Prost went on to be a proponent of essentially the 1990s scoring system – all results counting to the final results with the winner scoring 10, not 9, points. In November of that year, Prost had a meeting with the head of Honda's R&D department and F1 racing program, Nobuhiko Kawamoto in Geneva. He expressed his feelings that Honda was giving Senna preferential treatment, and Kawamoto then confirmed Prost's fears, explaining that the Honda engineers were of a new generation, and that they liked Senna's panache and samurai-like driving. Kawamoto was able to convince Prost that he would work something out on the Honda end of the McLaren-Honda partnership for the 1989 season, but this was not to be. McLaren's domination continued throughout 1989, and the Prost-Senna struggle for supremacy put them on a collision course. Mutual admiration turned to all-out hatred, with the Frenchman accusing his Brazilian teammate of "dangerous driving" and of receiving more than a fair share of attention from both McLaren and Honda. For his part, Senna accused Prost of being in the pocket of FISA's French president Jean-Marie Balestre. The animosity between the two drivers came to a head at Round 2 in San Marino.

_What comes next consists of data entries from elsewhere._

use anyhow::{anyhow, Context, Result};
use clap::{Arg, ArgAction, ArgMatches, Command};
use url::Url;

pub const ARG_FRONTEND_BASE_URL: &str = "frontend-base-url";
pub const ARG_SESSION_TTL_SECONDS: &str = "session-ttl-seconds";
pub const ARG_PASSWORD_RESET_TTL_SECONDS: &str = "password-reset-ttl-seconds";
pub const ARG_ALLOW_SIGNUP: &str = "allow-signup";

#[must_use]
pub fn with_args(command: Command) -> Command {
    command
        .arg(
            Arg::new(ARG_FRONTEND_BASE_URL)
                .long(ARG_FRONTEND_BASE_URL)
                .help("Frontend base URL used for CORS and password links")
                .env("GATEHOUSE_FRONTEND_BASE_URL")
                .default_value("http://localhost:3000"),
        )
        .arg(
            Arg::new(ARG_SESSION_TTL_SECONDS)
                .long(ARG_SESSION_TTL_SECONDS)
                .help("Session cookie TTL in seconds")
                .env("GATEHOUSE_SESSION_TTL_SECONDS")
                .default_value("604800")
                .value_parser(clap::value_parser!(i64).range(60..)),
        )
        .arg(
            Arg::new(ARG_PASSWORD_RESET_TTL_SECONDS)
                .long(ARG_PASSWORD_RESET_TTL_SECONDS)
                .help("Password reset and invite link TTL in seconds")
                .env("GATEHOUSE_PASSWORD_RESET_TTL_SECONDS")
                .default_value("3600")
                .value_parser(clap::value_parser!(i64).range(60..)),
        )
        .arg(
            Arg::new(ARG_ALLOW_SIGNUP)
                .long(ARG_ALLOW_SIGNUP)
                .help("Allow direct sign-up without an approved access request")
                .env("GATEHOUSE_ALLOW_SIGNUP")
                .action(ArgAction::SetTrue),
        )
}

#[derive(Debug)]
pub struct Options {
    pub frontend_base_url: String,
    pub session_ttl_seconds: i64,
    pub password_reset_ttl_seconds: i64,
    pub allow_signup: bool,
}

impl Options {
    /// # Errors
    /// Returns an error if the frontend URL is not an absolute http(s) URL.
    pub fn parse(matches: &ArgMatches) -> Result<Self> {
        let frontend_base_url = matches
            .get_one::<String>(ARG_FRONTEND_BASE_URL)
            .cloned()
            .context("missing required argument: --frontend-base-url")?;
        let parsed = Url::parse(&frontend_base_url)
            .with_context(|| format!("invalid --frontend-base-url: {frontend_base_url}"))?;
        if !matches!(parsed.scheme(), "http" | "https") {
            return Err(anyhow!(
                "--frontend-base-url must use http or https: {frontend_base_url}"
            ));
        }

        Ok(Self {
            frontend_base_url,
            session_ttl_seconds: matches
                .get_one::<i64>(ARG_SESSION_TTL_SECONDS)
                .copied()
                .unwrap_or(604_800),
            password_reset_ttl_seconds: matches
                .get_one::<i64>(ARG_PASSWORD_RESET_TTL_SECONDS)
                .copied()
                .unwrap_or(3_600),
            allow_signup: matches.get_flag(ARG_ALLOW_SIGNUP),
        })
    }
}

#[cfg(test)]
mod tests {
    use super::*;

    fn parse(args: &[&str]) -> Result<Options> {
        let matches = with_args(Command::new("test")).try_get_matches_from(args)?;
        Options::parse(&matches)
    }

    #[test]
    fn defaults() -> Result<()> {
        temp_env::with_vars(
            [
                ("GATEHOUSE_FRONTEND_BASE_URL", None::<&str>),
                ("GATEHOUSE_ALLOW_SIGNUP", None),
                ("GATEHOUSE_SESSION_TTL_SECONDS", None),
                ("GATEHOUSE_PASSWORD_RESET_TTL_SECONDS", None),
            ],
            || {
                let options = parse(&["test"])?;
                assert_eq!(options.frontend_base_url, "http://localhost:3000");
                assert_eq!(options.session_ttl_seconds, 604_800);
                assert_eq!(options.password_reset_ttl_seconds, 3_600);
                assert!(!options.allow_signup);
                Ok(())
            },
        )
    }

    #[test]
    fn env_enables_signup() -> Result<()> {
        temp_env::with_vars(
            [
                ("GATEHOUSE_ALLOW_SIGNUP", Some("true")),
                ("GATEHOUSE_FRONTEND_BASE_URL", Some("https://app.example.com")),
            ],
            || {
                let options = parse(&["test"])?;
                assert!(options.allow_signup);
                assert_eq!(options.frontend_base_url, "https://app.example.com");
                Ok(())
            },
        )
    }

    #[test]
    fn rejects_non_http_frontend() {
        temp_env::with_var_unset("GATEHOUSE_FRONTEND_BASE_URL", || {
            assert!(parse(&["test", "--frontend-base-url", "ftp://example.com"]).is_err());
            assert!(parse(&["test", "--frontend-base-url", "example.com"]).is_err());
        });
    }

    #[test]
    fn rejects_tiny_ttl() {
        temp_env::with_var_unset("GATEHOUSE_SESSION_TTL_SECONDS", || {
            assert!(parse(&["test", "--session-ttl-seconds", "5"]).is_err());
        });
    }
}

Alain Prost, Renault, with a girl.

The drivers made an agreement between them that whoever won the start would not be challenged by the other going into the first turn (in this case, the Tosa bend on the Imola circuit). Prost kept to the agreement after Senna won the first start. Prost however won the restart (caused by Gerhard Berger's fiery crash in his Ferrari), but was passed by Senna under brakes for Tosa. Prost went to a friend of his, a French journalist, and told him about the broken agreement between him and Senna. Against Prost's wishes, the journalist went public with the story. During testing at Pembrey in Wales, Senna denied in public any such agreement had ever existed between himself and Prost, but the Frenchman's claim was backed up by Marlboro's John Hogan who had been present when the agreement was made.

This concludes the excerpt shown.